- Task to complete -
From the records below, copy the lines that include "bool".

━━ Data ━━

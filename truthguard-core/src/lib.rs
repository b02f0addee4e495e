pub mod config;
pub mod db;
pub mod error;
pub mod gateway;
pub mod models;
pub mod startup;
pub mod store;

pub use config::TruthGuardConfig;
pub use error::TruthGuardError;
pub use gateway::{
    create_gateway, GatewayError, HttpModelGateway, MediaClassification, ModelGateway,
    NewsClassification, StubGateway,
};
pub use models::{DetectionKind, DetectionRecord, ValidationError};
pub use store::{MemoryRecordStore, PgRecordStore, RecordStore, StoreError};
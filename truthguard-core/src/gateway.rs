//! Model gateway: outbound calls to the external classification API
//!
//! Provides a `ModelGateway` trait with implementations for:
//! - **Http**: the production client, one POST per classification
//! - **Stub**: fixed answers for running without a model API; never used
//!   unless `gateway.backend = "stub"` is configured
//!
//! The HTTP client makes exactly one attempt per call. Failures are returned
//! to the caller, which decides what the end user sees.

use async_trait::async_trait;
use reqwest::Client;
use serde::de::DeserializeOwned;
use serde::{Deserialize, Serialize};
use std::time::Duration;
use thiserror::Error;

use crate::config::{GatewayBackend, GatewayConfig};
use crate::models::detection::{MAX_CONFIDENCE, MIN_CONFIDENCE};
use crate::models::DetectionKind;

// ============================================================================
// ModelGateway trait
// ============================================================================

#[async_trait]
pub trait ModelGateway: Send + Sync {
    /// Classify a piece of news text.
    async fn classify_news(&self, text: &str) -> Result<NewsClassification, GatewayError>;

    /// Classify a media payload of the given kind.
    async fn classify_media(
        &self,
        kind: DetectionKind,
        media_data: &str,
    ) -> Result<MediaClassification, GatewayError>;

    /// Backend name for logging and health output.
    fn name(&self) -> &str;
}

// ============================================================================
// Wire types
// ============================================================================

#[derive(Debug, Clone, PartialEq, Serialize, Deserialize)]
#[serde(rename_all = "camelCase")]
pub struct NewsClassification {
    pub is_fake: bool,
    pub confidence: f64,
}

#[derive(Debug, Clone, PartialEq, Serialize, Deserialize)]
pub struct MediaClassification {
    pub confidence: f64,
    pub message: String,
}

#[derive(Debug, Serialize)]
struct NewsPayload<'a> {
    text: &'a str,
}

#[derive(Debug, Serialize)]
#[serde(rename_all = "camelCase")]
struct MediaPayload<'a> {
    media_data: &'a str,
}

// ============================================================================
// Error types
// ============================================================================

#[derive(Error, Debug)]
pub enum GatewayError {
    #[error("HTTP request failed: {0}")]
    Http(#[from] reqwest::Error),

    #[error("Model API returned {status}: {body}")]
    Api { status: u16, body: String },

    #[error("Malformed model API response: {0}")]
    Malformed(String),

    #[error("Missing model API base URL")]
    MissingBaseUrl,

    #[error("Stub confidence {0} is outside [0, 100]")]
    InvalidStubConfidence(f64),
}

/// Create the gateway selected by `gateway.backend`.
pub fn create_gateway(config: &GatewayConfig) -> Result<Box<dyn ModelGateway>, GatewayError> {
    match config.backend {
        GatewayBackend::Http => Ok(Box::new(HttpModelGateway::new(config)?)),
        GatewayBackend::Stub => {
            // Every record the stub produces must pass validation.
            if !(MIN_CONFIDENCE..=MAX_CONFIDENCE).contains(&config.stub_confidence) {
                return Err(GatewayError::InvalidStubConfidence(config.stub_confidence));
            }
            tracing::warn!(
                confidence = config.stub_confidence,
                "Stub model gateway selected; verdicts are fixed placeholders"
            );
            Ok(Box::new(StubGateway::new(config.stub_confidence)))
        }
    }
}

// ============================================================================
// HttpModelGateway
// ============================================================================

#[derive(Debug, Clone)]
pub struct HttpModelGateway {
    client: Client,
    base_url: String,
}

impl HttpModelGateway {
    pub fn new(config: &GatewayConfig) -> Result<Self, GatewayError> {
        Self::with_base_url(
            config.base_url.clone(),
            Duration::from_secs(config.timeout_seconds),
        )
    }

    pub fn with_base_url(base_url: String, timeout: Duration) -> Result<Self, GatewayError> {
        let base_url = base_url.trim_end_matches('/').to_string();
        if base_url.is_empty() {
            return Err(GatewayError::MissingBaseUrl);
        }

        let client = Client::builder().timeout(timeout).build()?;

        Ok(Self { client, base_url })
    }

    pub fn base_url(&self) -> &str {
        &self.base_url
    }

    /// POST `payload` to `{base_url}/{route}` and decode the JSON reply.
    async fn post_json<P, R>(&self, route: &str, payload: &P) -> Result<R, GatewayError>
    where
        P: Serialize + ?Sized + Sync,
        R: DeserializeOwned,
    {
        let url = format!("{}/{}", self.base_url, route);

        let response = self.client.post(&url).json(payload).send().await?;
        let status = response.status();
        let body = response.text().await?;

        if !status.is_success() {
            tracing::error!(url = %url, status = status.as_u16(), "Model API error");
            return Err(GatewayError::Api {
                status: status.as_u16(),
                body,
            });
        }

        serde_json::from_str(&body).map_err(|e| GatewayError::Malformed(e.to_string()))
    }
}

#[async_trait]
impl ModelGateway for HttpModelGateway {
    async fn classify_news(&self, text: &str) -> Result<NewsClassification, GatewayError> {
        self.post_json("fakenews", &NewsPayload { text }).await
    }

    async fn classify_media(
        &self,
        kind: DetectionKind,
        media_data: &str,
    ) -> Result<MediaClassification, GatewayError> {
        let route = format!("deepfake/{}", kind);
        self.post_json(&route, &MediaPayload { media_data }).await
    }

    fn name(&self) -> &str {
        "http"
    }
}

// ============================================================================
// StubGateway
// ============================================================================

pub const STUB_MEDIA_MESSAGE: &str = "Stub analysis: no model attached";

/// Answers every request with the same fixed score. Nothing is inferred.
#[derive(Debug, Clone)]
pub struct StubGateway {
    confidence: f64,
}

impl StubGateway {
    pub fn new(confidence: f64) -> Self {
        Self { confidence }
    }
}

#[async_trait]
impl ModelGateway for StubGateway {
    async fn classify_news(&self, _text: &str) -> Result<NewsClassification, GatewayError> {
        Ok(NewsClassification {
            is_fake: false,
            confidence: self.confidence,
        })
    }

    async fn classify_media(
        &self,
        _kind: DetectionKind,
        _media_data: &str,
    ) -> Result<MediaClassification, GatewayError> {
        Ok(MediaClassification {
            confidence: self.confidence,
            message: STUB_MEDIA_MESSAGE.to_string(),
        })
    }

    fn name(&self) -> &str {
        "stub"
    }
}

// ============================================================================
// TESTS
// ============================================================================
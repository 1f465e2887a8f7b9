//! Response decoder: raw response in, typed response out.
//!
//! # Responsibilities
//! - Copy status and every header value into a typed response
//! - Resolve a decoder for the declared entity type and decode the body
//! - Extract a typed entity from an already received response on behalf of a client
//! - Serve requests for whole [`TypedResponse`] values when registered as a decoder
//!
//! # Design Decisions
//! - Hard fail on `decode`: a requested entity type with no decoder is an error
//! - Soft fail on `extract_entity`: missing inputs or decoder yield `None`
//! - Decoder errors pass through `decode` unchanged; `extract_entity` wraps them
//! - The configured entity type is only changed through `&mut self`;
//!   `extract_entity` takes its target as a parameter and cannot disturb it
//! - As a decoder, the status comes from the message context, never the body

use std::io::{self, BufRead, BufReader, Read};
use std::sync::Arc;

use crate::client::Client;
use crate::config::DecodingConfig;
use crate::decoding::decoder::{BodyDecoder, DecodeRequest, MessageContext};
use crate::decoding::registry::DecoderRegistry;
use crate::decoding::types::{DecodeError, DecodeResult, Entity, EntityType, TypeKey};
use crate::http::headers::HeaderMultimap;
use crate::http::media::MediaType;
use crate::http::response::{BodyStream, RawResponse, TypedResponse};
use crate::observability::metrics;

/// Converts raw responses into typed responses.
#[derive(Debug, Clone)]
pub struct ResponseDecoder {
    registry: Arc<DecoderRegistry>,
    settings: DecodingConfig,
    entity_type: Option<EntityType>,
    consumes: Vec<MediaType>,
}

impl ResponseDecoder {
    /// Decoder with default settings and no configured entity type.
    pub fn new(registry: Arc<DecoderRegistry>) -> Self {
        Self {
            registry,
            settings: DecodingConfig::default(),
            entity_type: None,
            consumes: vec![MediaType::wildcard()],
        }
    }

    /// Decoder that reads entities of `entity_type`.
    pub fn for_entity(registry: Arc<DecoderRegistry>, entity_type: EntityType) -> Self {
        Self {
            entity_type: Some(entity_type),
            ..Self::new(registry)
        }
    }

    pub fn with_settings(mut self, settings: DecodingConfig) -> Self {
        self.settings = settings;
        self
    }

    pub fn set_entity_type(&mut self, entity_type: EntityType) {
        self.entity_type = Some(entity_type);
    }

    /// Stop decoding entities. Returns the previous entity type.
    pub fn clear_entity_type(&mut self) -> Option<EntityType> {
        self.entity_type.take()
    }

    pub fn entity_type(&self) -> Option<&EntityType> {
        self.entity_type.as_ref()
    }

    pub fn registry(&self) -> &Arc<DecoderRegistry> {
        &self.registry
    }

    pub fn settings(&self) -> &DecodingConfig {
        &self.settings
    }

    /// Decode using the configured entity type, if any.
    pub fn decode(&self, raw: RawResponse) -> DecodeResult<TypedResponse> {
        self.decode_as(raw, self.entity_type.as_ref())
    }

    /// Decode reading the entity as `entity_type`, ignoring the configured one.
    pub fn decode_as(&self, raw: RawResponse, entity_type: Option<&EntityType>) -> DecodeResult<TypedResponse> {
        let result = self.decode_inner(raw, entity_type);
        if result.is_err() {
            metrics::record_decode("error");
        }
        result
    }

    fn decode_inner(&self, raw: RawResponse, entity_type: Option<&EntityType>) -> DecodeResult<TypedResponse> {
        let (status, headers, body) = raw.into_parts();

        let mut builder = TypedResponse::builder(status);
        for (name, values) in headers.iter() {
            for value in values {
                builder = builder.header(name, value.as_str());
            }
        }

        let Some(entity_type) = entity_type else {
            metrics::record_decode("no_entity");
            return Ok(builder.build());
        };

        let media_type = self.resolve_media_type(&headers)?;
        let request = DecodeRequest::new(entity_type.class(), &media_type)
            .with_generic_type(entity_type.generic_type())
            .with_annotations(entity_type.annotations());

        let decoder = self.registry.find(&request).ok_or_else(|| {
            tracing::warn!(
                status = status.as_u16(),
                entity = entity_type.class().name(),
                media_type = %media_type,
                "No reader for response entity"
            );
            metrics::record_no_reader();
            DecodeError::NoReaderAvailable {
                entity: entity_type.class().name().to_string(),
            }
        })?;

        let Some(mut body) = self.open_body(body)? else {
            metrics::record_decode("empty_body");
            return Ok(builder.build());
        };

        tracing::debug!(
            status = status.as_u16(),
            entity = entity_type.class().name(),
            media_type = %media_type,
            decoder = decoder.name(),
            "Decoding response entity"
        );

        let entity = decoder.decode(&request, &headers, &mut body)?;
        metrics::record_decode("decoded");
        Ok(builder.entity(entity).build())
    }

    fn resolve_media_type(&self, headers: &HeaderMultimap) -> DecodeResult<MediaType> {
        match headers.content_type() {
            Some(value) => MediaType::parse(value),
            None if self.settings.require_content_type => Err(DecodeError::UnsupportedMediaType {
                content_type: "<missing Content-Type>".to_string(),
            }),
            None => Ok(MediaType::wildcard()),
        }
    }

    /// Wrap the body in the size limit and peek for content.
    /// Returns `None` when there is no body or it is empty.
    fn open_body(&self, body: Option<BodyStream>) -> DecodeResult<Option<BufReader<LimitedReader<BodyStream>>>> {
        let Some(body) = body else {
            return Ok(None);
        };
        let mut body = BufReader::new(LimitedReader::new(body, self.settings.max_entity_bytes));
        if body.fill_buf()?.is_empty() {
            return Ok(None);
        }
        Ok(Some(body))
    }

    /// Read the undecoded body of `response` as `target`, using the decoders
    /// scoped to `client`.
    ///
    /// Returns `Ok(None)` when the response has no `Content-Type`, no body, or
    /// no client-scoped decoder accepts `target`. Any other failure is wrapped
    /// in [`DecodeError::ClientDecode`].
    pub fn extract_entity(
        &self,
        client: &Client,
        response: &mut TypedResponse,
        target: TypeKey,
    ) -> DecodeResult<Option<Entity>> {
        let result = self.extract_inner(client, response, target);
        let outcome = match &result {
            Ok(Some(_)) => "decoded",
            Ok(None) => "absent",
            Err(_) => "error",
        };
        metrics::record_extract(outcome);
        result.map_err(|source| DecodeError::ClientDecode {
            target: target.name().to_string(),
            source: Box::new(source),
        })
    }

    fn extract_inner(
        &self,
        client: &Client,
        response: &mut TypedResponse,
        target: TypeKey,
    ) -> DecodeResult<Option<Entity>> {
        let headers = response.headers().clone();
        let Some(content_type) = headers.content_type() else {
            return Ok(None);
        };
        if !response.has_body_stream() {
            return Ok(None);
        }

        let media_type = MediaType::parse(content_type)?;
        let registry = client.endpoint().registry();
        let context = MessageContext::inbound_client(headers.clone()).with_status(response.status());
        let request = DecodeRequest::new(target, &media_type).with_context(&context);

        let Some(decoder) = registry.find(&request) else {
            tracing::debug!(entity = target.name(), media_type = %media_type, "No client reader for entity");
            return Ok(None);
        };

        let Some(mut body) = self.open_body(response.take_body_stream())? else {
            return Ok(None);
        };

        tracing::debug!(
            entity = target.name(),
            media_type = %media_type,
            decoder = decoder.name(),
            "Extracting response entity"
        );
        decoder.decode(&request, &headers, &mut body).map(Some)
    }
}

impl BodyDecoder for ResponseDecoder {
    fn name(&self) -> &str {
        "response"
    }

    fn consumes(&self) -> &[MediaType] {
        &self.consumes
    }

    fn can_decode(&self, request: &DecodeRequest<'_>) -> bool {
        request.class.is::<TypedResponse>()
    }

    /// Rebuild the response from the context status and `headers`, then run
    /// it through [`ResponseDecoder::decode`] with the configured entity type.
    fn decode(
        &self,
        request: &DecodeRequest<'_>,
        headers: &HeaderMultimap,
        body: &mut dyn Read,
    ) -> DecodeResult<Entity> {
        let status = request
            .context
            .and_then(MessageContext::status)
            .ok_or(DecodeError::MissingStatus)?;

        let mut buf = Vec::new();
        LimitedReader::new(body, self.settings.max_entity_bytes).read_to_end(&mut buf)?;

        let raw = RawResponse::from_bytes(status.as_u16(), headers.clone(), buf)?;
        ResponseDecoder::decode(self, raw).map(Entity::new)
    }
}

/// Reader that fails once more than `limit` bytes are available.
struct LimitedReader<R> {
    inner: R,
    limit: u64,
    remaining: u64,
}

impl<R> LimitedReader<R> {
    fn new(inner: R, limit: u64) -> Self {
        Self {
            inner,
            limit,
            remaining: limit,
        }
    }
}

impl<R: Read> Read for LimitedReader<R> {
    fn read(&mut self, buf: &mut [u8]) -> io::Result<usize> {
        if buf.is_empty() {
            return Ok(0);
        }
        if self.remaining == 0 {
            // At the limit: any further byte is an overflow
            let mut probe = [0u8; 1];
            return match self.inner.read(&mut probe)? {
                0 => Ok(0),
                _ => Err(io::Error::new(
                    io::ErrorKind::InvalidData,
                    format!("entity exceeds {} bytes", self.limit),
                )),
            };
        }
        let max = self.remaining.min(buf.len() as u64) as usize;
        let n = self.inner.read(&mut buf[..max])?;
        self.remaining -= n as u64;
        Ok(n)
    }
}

━━━

- Response to the exercise -
    pub is_fake: bool,
    fn can_decode(&self, request: &DecodeRequest<'_>) -> bool {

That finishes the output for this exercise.